ABOUT THIS TASK:
The answer must consist of every line below that contains the word "failures".

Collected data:
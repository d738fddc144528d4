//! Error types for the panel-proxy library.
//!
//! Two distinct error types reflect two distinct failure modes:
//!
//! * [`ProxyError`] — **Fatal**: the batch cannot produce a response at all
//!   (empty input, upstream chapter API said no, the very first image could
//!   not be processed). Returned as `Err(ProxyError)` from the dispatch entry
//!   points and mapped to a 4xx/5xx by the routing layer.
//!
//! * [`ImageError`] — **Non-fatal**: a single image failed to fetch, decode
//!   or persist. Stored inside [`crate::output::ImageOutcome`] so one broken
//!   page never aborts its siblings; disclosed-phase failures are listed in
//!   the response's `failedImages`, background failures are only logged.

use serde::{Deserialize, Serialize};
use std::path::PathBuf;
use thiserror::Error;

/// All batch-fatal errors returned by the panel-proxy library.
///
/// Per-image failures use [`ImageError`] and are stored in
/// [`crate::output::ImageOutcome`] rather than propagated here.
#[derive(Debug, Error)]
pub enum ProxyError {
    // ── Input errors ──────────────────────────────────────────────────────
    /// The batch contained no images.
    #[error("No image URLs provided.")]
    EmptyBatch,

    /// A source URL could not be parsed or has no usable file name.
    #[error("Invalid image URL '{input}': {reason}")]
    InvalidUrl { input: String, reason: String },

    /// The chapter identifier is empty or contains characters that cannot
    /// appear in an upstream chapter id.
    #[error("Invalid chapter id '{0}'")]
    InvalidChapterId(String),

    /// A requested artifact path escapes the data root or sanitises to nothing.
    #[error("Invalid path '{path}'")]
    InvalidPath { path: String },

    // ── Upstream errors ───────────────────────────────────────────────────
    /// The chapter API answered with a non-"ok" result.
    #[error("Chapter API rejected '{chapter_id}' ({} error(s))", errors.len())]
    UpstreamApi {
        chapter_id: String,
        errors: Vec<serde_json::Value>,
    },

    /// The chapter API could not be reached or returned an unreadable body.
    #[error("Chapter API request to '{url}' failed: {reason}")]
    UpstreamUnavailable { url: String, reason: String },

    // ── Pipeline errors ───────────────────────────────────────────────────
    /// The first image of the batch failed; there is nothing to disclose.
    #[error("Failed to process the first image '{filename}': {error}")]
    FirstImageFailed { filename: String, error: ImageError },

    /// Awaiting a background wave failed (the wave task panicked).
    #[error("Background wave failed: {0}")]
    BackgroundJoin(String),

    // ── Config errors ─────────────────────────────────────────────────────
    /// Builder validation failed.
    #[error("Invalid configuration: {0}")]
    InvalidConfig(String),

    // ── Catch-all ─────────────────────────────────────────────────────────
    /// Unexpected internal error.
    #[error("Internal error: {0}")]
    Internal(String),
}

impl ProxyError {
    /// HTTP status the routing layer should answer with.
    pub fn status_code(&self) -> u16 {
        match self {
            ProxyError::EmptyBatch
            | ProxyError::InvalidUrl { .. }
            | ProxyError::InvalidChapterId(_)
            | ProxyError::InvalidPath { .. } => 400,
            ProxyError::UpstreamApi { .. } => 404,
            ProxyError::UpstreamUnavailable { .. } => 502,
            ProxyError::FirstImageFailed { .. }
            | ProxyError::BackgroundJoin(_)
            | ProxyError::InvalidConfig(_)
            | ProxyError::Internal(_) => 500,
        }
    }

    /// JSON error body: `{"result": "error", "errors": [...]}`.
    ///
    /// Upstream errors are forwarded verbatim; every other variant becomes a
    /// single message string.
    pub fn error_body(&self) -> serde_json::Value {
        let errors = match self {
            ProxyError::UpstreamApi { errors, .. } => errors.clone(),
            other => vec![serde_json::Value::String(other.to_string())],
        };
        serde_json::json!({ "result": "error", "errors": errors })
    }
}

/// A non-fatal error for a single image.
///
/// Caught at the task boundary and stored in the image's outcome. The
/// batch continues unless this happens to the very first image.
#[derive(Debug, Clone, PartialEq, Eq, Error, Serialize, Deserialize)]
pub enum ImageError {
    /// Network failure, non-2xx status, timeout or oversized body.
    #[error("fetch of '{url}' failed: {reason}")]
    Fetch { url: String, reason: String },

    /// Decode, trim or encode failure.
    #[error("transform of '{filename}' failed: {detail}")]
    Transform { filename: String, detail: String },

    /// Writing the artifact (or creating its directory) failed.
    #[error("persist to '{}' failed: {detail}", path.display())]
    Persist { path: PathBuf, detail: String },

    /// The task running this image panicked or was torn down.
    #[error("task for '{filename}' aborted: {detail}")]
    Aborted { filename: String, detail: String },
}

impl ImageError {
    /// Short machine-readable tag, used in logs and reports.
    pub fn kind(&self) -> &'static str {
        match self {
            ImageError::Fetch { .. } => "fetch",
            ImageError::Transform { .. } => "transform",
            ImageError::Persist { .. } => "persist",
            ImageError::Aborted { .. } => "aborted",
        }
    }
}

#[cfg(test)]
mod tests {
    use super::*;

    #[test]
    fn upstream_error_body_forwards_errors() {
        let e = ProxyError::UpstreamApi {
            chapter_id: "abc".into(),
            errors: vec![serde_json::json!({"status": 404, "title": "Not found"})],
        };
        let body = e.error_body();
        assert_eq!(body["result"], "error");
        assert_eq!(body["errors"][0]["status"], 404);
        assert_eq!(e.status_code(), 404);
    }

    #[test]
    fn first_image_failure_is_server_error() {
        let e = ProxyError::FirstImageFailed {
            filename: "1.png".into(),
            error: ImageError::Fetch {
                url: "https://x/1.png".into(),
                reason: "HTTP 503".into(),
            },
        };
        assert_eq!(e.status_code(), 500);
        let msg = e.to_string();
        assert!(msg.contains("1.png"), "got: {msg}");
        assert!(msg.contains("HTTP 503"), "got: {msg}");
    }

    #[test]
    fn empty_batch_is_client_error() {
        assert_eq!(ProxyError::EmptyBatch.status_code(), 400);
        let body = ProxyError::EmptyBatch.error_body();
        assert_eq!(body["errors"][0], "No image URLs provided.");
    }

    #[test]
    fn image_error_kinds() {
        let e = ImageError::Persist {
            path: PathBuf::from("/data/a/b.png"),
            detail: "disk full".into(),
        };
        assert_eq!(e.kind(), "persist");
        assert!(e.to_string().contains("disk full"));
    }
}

YOUR RESPONSE:
//!   page never aborts its siblings; disclosed-phase failures are listed in
//!   the response's `failedImages`, background failures are only logged.
/// Per-image failures use [`ImageError`] and are stored in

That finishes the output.